Magnetohydrodynamic boundary layer flow and heat transmission processes with a hybrid nanofluid film over a steady stretched sheet are taken into consideration. The impressions of an angled magnetic field, tangent hyperbolic flow, and viscous dissipation upon the momentum and thermal boundary layer are investigated. The leading equations are PDEs transfigured into nonlinear, ordinary ones that apply a non-dimensional transformation. Spectral relaxation methods are exploited for numerical solutions to non-dimensional governing equations with no-slip boundary conditions.
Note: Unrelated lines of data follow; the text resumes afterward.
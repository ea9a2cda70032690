//! 事务配置
//!
//! ```toml
//! [chimera.transaction]
//! manager-bean-name = "orderTransactionManager"
//! default-timeout = 30
//! ```

use chimera_core::config::Environment;
use chimera_core::constants::TRANSACTION_PROPERTIES_PREFIX;
use chimera_core::error::{ApplicationError, ApplicationResult};

/// 从 Environment 读取的事务配置
#[derive(Debug, Clone, Default, PartialEq, Eq)]
pub struct TransactionProperties {
    /// 默认事务管理器的 Bean 名称
    pub manager_bean_name: Option<String>,
    /// 未声明超时的事务使用的超时秒数
    pub default_timeout: Option<i32>,
}

impl TransactionProperties {
    pub fn from_environment(environment: &Environment) -> ApplicationResult<Self> {
        let key = |name: &str| format!("{}.{}", TRANSACTION_PROPERTIES_PREFIX, name);

        let manager_bean_name = environment
            .get_string(&key("manager-bean-name"))
            .map(|name| environment.resolve_required_placeholders(&name))
            .transpose()?
            .filter(|name| !name.trim().is_empty());

        let default_timeout = match environment.get_i64(&key("default-timeout")) {
            Some(seconds) => Some(i32::try_from(seconds).map_err(|_| {
                ApplicationError::ConfigLoadFailed(format!(
                    "{} is out of range: {}",
                    key("default-timeout"),
                    seconds
                ))
            })?),
            None => None,
        };

        Ok(Self {
            manager_bean_name,
            default_timeout,
        })
    }
}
This simulation was constructed with the cooperation of the application MATLAB. Present outcomes are matched with literature in the limiting cases and are an excellent agreement. To analyze the flow behavior, thermal physical characteristics, and the nature of the hybrid nanofluid particles’ transport properties, we look at various kinds of hybrid nanofluid particles with the base fluid ethylene-glycol (\(EG\)), which are Ferro–Copper, (\(Fe_{3}O_{4}\)–Cu) and Single walled carbon nanotubes–Copper Oxide, \(SWCNT{-}CuO\). The consequences of emerging parameters such as Magnetic parameter, Prandtl number, Brinkman number, Power law index, Weissenberg number, and Angle of inclination are explored through graphs The local skin friction and Nusselt number are also graphically displayed with respect to the above parameters.